■ **REQUIRED WORK**
Copy each line of the records that holds the string "inside".

──────── SOURCE RECORDS ────────

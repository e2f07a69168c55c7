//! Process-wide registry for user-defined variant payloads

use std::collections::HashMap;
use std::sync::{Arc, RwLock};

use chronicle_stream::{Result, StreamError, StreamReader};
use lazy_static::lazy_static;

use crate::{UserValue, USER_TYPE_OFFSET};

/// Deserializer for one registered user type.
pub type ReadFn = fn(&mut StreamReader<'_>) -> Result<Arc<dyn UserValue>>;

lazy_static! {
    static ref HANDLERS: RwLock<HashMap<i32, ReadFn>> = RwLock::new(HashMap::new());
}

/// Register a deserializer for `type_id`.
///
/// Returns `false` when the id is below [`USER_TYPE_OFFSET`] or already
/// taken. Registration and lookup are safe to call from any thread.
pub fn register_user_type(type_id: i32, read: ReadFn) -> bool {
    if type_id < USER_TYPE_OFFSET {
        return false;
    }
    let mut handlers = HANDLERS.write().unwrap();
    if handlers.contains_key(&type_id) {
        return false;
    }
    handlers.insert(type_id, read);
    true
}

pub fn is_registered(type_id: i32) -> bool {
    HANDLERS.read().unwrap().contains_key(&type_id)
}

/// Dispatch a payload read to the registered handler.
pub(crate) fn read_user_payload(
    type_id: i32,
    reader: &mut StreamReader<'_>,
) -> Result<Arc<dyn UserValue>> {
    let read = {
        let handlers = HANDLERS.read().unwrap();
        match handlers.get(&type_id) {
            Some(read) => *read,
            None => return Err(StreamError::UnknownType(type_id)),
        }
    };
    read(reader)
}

────────
──────── SOURCE RECORDS ────────

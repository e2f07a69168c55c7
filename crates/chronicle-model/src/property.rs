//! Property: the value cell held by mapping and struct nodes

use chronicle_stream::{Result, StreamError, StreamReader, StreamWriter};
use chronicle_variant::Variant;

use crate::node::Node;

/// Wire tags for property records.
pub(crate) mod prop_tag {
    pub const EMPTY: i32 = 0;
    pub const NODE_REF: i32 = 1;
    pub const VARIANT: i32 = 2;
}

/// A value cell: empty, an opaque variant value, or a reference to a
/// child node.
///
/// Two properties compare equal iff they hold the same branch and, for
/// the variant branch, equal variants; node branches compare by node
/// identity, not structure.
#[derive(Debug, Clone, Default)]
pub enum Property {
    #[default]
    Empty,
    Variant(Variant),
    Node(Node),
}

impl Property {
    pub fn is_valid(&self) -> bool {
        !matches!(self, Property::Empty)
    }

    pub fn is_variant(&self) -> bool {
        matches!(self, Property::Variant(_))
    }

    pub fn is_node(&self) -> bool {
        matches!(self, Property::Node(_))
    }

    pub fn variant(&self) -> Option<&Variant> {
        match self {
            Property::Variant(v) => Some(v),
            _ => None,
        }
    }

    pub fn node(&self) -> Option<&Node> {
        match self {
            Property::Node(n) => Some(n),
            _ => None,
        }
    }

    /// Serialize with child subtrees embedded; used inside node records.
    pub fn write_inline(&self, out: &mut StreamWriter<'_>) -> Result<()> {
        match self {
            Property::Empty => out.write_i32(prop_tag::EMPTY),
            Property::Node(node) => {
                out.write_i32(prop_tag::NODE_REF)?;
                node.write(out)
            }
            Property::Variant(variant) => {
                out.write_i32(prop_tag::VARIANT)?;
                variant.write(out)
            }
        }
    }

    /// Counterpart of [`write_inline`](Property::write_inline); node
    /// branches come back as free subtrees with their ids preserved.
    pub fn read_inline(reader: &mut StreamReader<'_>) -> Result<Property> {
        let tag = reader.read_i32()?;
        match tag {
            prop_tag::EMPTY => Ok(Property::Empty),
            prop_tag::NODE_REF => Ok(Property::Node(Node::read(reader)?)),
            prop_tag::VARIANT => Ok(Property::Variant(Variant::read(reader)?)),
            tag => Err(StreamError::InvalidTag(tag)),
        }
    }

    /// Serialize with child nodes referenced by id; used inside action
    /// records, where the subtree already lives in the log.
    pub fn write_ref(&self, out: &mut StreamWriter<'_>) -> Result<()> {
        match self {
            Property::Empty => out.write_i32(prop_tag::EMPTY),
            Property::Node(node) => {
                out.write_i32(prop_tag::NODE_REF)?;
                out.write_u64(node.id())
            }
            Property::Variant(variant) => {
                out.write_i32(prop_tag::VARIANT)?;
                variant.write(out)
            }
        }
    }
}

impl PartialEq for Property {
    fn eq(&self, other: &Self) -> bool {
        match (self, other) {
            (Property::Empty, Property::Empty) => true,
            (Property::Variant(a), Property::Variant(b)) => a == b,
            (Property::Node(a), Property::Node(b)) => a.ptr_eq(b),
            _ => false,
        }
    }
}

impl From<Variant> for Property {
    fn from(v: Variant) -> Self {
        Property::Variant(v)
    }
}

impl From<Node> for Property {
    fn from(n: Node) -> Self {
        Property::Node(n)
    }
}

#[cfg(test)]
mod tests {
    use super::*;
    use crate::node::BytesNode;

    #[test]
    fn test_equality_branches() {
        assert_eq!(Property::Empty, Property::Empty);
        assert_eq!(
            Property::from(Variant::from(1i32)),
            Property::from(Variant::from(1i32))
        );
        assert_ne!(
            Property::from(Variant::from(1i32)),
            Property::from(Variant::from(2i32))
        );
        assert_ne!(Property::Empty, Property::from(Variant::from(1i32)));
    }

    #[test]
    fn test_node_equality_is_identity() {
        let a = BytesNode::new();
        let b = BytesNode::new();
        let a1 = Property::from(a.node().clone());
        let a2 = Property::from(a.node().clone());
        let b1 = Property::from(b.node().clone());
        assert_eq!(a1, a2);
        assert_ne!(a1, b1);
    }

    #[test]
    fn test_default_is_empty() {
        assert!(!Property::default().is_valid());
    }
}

────────

■ **EXERCISE OUTPUT**
    /// Serialize with child subtrees embedded; used inside node records.
    /// Serialize with child nodes referenced by id; used inside action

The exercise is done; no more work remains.